This is Charles O. Brown's account of his trip back to Lovejoy in 1913, found in the National Tribune, October 30, 1913, p. 8.
Brown was the 16-year-old chief bugler of the 3rd Ohio Cavalry. His reminiscences was useful in accessing the very words of two Union Veterans who came back to visit one of their former battlefields.
Getting off a southbound train at Lovejoy in 1913, Brown happened to meet I.G. Dorsey, who was an eleven-year-old boy at the time of the battle. He was also the son of Judge Stephen G. Dorsey, and Brown noted Judge Dorsey's home was "the large plantation house, with ample porches, still standing, which we passed on our right just before we ran into Gen. Cleburne's Division, with his unexpected breastworks and his surprisingly warm welcome."
Now, of course, Confederate records make it clear neither Pat Cleburne, nor any part of his division was at Lovejoy on August 20, 1864, but Kilpatrick's column did collide with a small brigade of Confederate infantry east of the depot at Lovejoy. These Confederate troops had
just climbed off a train from Jonesboro and had no time to build breastworks.

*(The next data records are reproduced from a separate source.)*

/// Every construct of the language.
///
/// Patterns reuse expression kinds (`VarRef` binds, literals compare,
/// `EnumConstr`/`TupleMake`/`StructInit` destructure); `VarRef("_")` is the
/// wildcard.
#[derive(Debug, Clone)]
pub enum AstKind {
    // --- declarations ---
    FnDecl {
        name: Name,
        tyvars: Vec<Tyvar>,
        params: Vec<Ast>,
        ret: Option<Type>,
        body: Box<Ast>,
    },
    /// One function parameter. `kw` marks keyword (labelled) parameters,
    /// which are matched by name at call sites and may carry a default.
    Param {
        name: String,
        ann: Option<Type>,
        default: Option<Box<Ast>>,
        kw: bool,
    },
    Impl {
        trait_name: Option<Name>,
        target: Name,
        fns: Vec<Ast>,
    },
    StructDecl {
        name: Name,
        tyvars: Vec<Tyvar>,
        fields: Vec<FieldDef>,
    },
    TraitDecl {
        name: Name,
        methods: Vec<(String, Type)>,
    },
    EnumDecl {
        name: Name,
        tyvars: Vec<Tyvar>,
        variants: Vec<VariantDef>,
    },
    AbstractDecl {
        name: Name,
        tyvars: Vec<Tyvar>,
    },
    GlobalDecl {
        name: Name,
        mutable: bool,
        ann: Option<Type>,
        init: Box<Ast>,
    },
    VarDecl {
        name: String,
        mutable: bool,
        ann: Option<Type>,
        init: Box<Ast>,
    },
    /// `let (a, b) = …` tuple destructuring.
    TupleDecl { names: Vec<String>, init: Box<Ast> },
    /// `let {x, y} = …` struct destructuring.
    StructLet {
        struct_name: Name,
        fields: Vec<String>,
        init: Box<Ast>,
    },
    /// `let Variant(a, b) = …` irrefutable enum destructuring.
    EnumLet {
        enum_name: Name,
        variant: String,
        binders: Vec<String>,
        init: Box<Ast>,
    },
    Typealias { name: Name, target: Type },
    Fnalias { name: Name, target: Name },

    // --- expressions ---
    Int { value: BigInt, int_ty: IntTy },
    Double(f64),
    Float(f32),
    Str(String),
    /// Interpolated string; parts alternate between `Str` and expressions.
    Fstr(Vec<Ast>),
    Bool(bool),
    Char(char),
    Byte(u8),
    ByteStr(Vec<u8>),
    /// Array literal.
    Arr(Vec<Ast>),
    Unit,
    /// The empty node; placeholder for absent trees.
    Leaf,
    Block(Vec<Ast>),
    If {
        cond: Box<Ast>,
        then: Box<Ast>,
        els: Option<Box<Ast>>,
    },
    Match {
        subject: Box<Ast>,
        arms: Vec<MatchArm>,
    },
    Is {
        expr: Box<Ast>,
        pattern: Box<Ast>,
    },
    TupleMake(Vec<Ast>),
    TupleAccess { tuple: Box<Ast>, index: u32 },
    Return(Option<Box<Ast>>),
    Break(Option<Box<Ast>>),
    Continue(Vec<Ast>),
    EnumConstr {
        name: Name,
        variant: String,
        args: Vec<Ast>,
    },
    StructInit {
        name: Name,
        fields: Vec<(String, Ast)>,
    },
    /// `{ ..base, field: value }` functional update.
    StructModif {
        base: Box<Ast>,
        fields: Vec<(String, Ast)>,
    },
    FieldRef { base: Box<Ast>, field: String },
    ArrAccess { base: Box<Ast>, index: Box<Ast> },
    /// `xs[a:b]` view of an array.
    View {
        base: Box<Ast>,
        start: Option<Box<Ast>>,
        stop: Option<Box<Ast>>,
    },
    Call {
        callee: Box<Ast>,
        args: Vec<Ast>,
        kwargs: Vec<(String, Ast)>,
    },
    /// `recv.method(args)` method call.
    ChainCall {
        recv: Box<Ast>,
        method: String,
        args: Vec<Ast>,
        kwargs: Vec<(String, Ast)>,
    },
    Unary { op: UnaryOp, expr: Box<Ast> },
    Binary {
        op: BinOp,
        lhs: Box<Ast>,
        rhs: Box<Ast>,
    },
    /// `x += e` and friends; desugared semantics of `x = x op e` with the
    /// target evaluated once.
    BinaryInplace {
        op: BinOp,
        lhs: Box<Ast>,
        rhs: Box<Ast>,
    },
    VarRef(Name),

    // --- control flow ---
    While {
        cond: Box<Ast>,
        body: Box<Ast>,
        exit: Option<Box<Ast>>,
    },
    /// C-style loop: induction variables in `starts`, boolean `stop`,
    /// per-iteration `steps`, and an optional `exit` expression evaluated
    /// when the loop leaves normally.
    For {
        starts: Vec<Ast>,
        stop: Option<Box<Ast>>,
        steps: Vec<Ast>,
        body: Box<Ast>,
        exit: Option<Box<Ast>>,
    },
    /// `for x in xs` / `for k, v in m` iteration through `iter`/`iter2`.
    ForIn {
        vars: SmallVec<[String; 2]>,
        iter: Box<Ast>,
        body: Box<Ast>,
    },
    Guard {
        cond: Box<Ast>,
        els: Option<Box<Ast>>,
    },
    /// `a..=b` inclusive range.
    IncRange { lo: Box<Ast>, hi: Box<Ast> },
    /// `a..<b` exclusive range.
    ExcRange { lo: Box<Ast>, hi: Box<Ast> },
    /// Opaque foreign function body.
    FFIBody(String),
    Test { name: Option<String>, body: Box<Ast> },
}
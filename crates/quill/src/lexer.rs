//! The lexical analyzer.
//!
//! [`lex`] turns source text into a token stream with exact byte spans. The
//! lexer never aborts: every malformed literal is reported through the shared
//! [`Diags`] handle and scanning continues with a placeholder payload.
//!
//! Escape sequences are validated here but resolved later by the parser,
//! except inside byte-strings where the resolved UTF-8 bytes are the payload;
//! [`unescape`] is the shared resolver both use.

use num_bigint::BigInt;
use num_traits::Zero;

use crate::{
    diag::{DiagKind, Diags, FileId, Loc},
    token::{IntTy, Keyword, Token, TokenKind},
};

/// Lexes `source` (registered with the sink under `filename`) into tokens.
///
/// Newlines are emitted as explicit [`TokenKind::Newline`] tokens and a final
/// newline is synthesized, so the last statement of a file always ends with
/// one. Adjacent raw-string fragments are merged into a single token.
pub fn lex(filename: &str, source: &str, diags: &Diags) -> Vec<Token> {
    Lexer::new(filename, source, diags.clone()).run()
}

/// Resolves the escape sequences of a raw literal payload.
///
/// `raw` is the text between the quotes exactly as it appeared in source;
/// `loc` is the location of its first byte, used to position diagnostics for
/// unknown escapes and invalid unicode scalars. Unknown escapes resolve to
/// the escaped character itself so downstream phases see *something*.
pub fn unescape(raw: &str, loc: Loc, diags: &Diags) -> String {
    let mut out = String::with_capacity(raw.len());
    let mut chars = raw.char_indices().peekable();
    while let Some((i, c)) = chars.next() {
        if c != '\\' {
            out.push(c);
            continue;
        }
        let at = loc.advance(u32::try_from(i).unwrap_or(0));
        let Some((_, esc)) = chars.next() else {
            diags.error(DiagKind::UnknownEscape, "incomplete escape sequence", at, at.advance(1));
            break;
        };
        match esc {
            'n' => out.push('\n'),
            't' => out.push('\t'),
            'r' => out.push('\r'),
            'b' => out.push('\u{8}'),
            '0' => out.push('\0'),
            '\\' | '"' | '\'' => out.push(esc),
            'u' => {
                let mut hex = String::new();
                if matches!(chars.peek(), Some((_, '{'))) {
                    chars.next();
                    while let Some(&(_, h)) = chars.peek() {
                        if h == '}' {
                            chars.next();
                            break;
                        }
                        hex.push(h);
                        chars.next();
                    }
                } else {
                    for _ in 0..4 {
                        if let Some(&(_, h)) = chars.peek() {
                            hex.push(h);
                            chars.next();
                        }
                    }
                }
                match decode_scalar(&hex) {
                    Some(ch) => out.push(ch),
                    None => diags.error(
                        DiagKind::InvalidUnicodeEscape,
                        format!("invalid unicode scalar in escape: \\u{{{hex}}}"),
                        at,
                        at.advance(u32::try_from(hex.len() + 2).unwrap_or(2)),
                    ),
                }
            }
            'x' => {
                let mut hex = String::new();
                for _ in 0..2 {
                    if let Some(&(_, h)) = chars.peek() {
                        hex.push(h);
                        chars.next();
                    }
                }
                match decode_scalar(&hex) {
                    Some(ch) => out.push(ch),
                    None => diags.error(
                        DiagKind::InvalidUnicodeEscape,
                        format!("invalid byte escape: \\x{hex}"),
                        at,
                        at.advance(4),
                    ),
                }
            }
            other => {
                diags.error(
                    DiagKind::UnknownEscape,
                    format!("unknown escape sequence: \\{other}"),
                    at,
                    at.advance(2),
                );
                out.push(other);
            }
        }
    }
    out
}

fn decode_scalar(hex: &str) -> Option<char> {
    if hex.is_empty() {
        return None;
    }
    let code = u32::from_str_radix(hex, 16).ok()?;
    char::from_u32(code)
}

/// Character cursor over the source text plus the `"\n\0"` sentinel.
///
/// The sentinel's newline terminates the last line; its NUL stops the scan
/// loop without bounds checks on every peek.
struct Lexer {
    /// `(byte offset, char)` for every char of source + sentinel.
    chars: Vec<(u32, char)>,
    /// Byte offset one past the last sentinel char.
    end: u32,
    idx: usize,
    file: FileId,
    diags: Diags,
    tokens: Vec<Token>,
}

But the important point is that Brown remembered passing Judge Dorsey's house "on our right" as Kilpatrick's column approached Lovejoy. On a cloudless morning nearly fifty years later, with I. G. Dorsey as his guide, he tramped across the scene of the stirring events he remembered so well. He described how they first came to the spot where the Confederate infantry formed their line. Then came the spot where Kilpatrick and his staff sat on their horses and watched as regiment after regiment of blue-coated troopers dismounted to skirmish with the Rebel foot soldiers. A little farther to the east, Brown explained this was the place where his own regiment, the 3rd Ohio, had formed for the charge. Pointing in the distance, i.e., to the east, Brown told his guide, "There's the field over which we charged, and up on that hill to the left is where Gen. Ross had his battery."
Dorsey replied that another Ohio veteran had visited Lovejoy the previous June and he thought it remarkable that "both of you remember exactly the same course after a half century."
Brown and Dorsey then made their way across the gullied field to the hill where Ross's artillery had stood. After lingering there while Brown wrote postcards to some of his old comrades, they started back to Lovejoy for lunch. "On the way back," Brown recalled, "instead of crossing the fields, we kept the road and visited Judge Dorsey's old homestead."
So, according to Brown, Kilpatrick's troopers charged eastward, across the gullied fields of the Dorsey plantation. Then, "to the left" or north of these fields, came the hill where Ross's artillery stood. This hill was well to the east of the Dorsey house. In other words, Brown's description of his visit to the battlefield matches the Nash Farm property PERFECTLY.